- _Exercise brief_: Set down the lines below exactly as they stand, please. Go from the first through the one containing "use crate::config::AnalysisConfig;".

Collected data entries
=== Section Start ===
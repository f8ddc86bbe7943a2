//! Report runner.
//!
//! Runs a list of reports one after another against the same configuration.
//! A failing report is recorded and the remaining reports still run.

use std::io::Write;
use std::time::{Duration, Instant};

use tracing::{error, info};

use crate::config::AnalysisConfig;
use crate::report::{ClearRateReport, DetailedReport, Report};

const WIDTH: usize = 60;

/// Result of one report.
#[derive(Debug, Clone)]
pub struct ReportOutcome {
    pub name: &'static str,
    pub description: &'static str,
    pub error: Option<String>,
}

impl ReportOutcome {
    pub fn succeeded(&self) -> bool {
        self.error.is_none()
    }
}

/// Result of a runner pass.
#[derive(Debug, Clone)]
pub struct RunSummary {
    pub outcomes: Vec<ReportOutcome>,
    pub duration: Duration,
}

impl RunSummary {
    pub fn succeeded(&self) -> usize {
        self.outcomes.iter().filter(|o| o.succeeded()).count()
    }

    pub fn total(&self) -> usize {
        self.outcomes.len()
    }

    pub fn all_succeeded(&self) -> bool {
        self.succeeded() == self.total()
    }
}

/// Sequential report runner.
pub struct ReportRunner {
    reports: Vec<Box<dyn Report>>,
}

impl Default for ReportRunner {
    /// Clear-rate report followed by the detailed report.
    fn default() -> Self {
        Self::new(vec![Box::new(ClearRateReport), Box::new(DetailedReport)])
    }
}

impl ReportRunner {
    pub fn new(reports: Vec<Box<dyn Report>>) -> Self {
        Self { reports }
    }

    /// Run every report in order, then print a summary.
    ///
    /// Only failures to write to `out` itself are returned as errors.
    pub fn run_all(
        &self,
        config: &AnalysisConfig,
        out: &mut dyn Write,
    ) -> std::io::Result<RunSummary> {
        let started = Instant::now();
        let mut outcomes = Vec::with_capacity(self.reports.len());

        for report in &self.reports {
            writeln!(out)?;
            writeln!(out, "{}", "=".repeat(WIDTH))?;
            writeln!(out, "Running {}...", report.description())?;
            writeln!(out, "{}", "=".repeat(WIDTH))?;

            let result = report.generate(config, out);
            let outcome = match result {
                Ok(()) => {
                    info!("Report {} completed", report.name());
                    writeln!(out)?;
                    writeln!(out, "{} completed successfully", report.description())?;
                    ReportOutcome {
                        name: report.name(),
                        description: report.description(),
                        error: None,
                    }
                }
                Err(e) => {
                    error!("Report {} failed: {}", report.name(), e);
                    writeln!(out)?;
                    writeln!(out, "{} failed: {}", report.description(), e)?;
                    ReportOutcome {
                        name: report.name(),
                        description: report.description(),
                        error: Some(e.to_string()),
                    }
                }
            };
            outcomes.push(outcome);
        }

        let summary = RunSummary {
            outcomes,
            duration: started.elapsed(),
        };

        writeln!(out)?;
        writeln!(out, "{}", "=".repeat(WIDTH))?;
        writeln!(
            out,
            "Result: {}/{} reports completed successfully",
            summary.succeeded(),
            summary.total()
        )?;
        if summary.all_succeeded() {
            writeln!(out, "All analyses completed successfully")?;
        } else {
            writeln!(out, "Some analyses reported errors")?;
        }
        writeln!(out, "{}", "=".repeat(WIDTH))?;

        info!(
            "Ran {} reports in {:?} ({} failed)",
            summary.total(),
            summary.duration,
            summary.total() - summary.succeeded()
        );

        Ok(summary)
    }
}
//! Core data models for run analysis.

mod outcome;
mod run;
mod stats;

pub use outcome::*;
pub use run::*;
pub use stats::*;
=== Section End ===
- _Response box_:
repository f8ddc86bbe7943a2
//! Report runner.
//!
//! Runs a list of reports one after another against the same configuration.
//! A failing report is recorded and the remaining reports still run.

use std::io::Write;
use std::time::{Duration, Instant};

use tracing::{error, info};

use crate::config::AnalysisConfig;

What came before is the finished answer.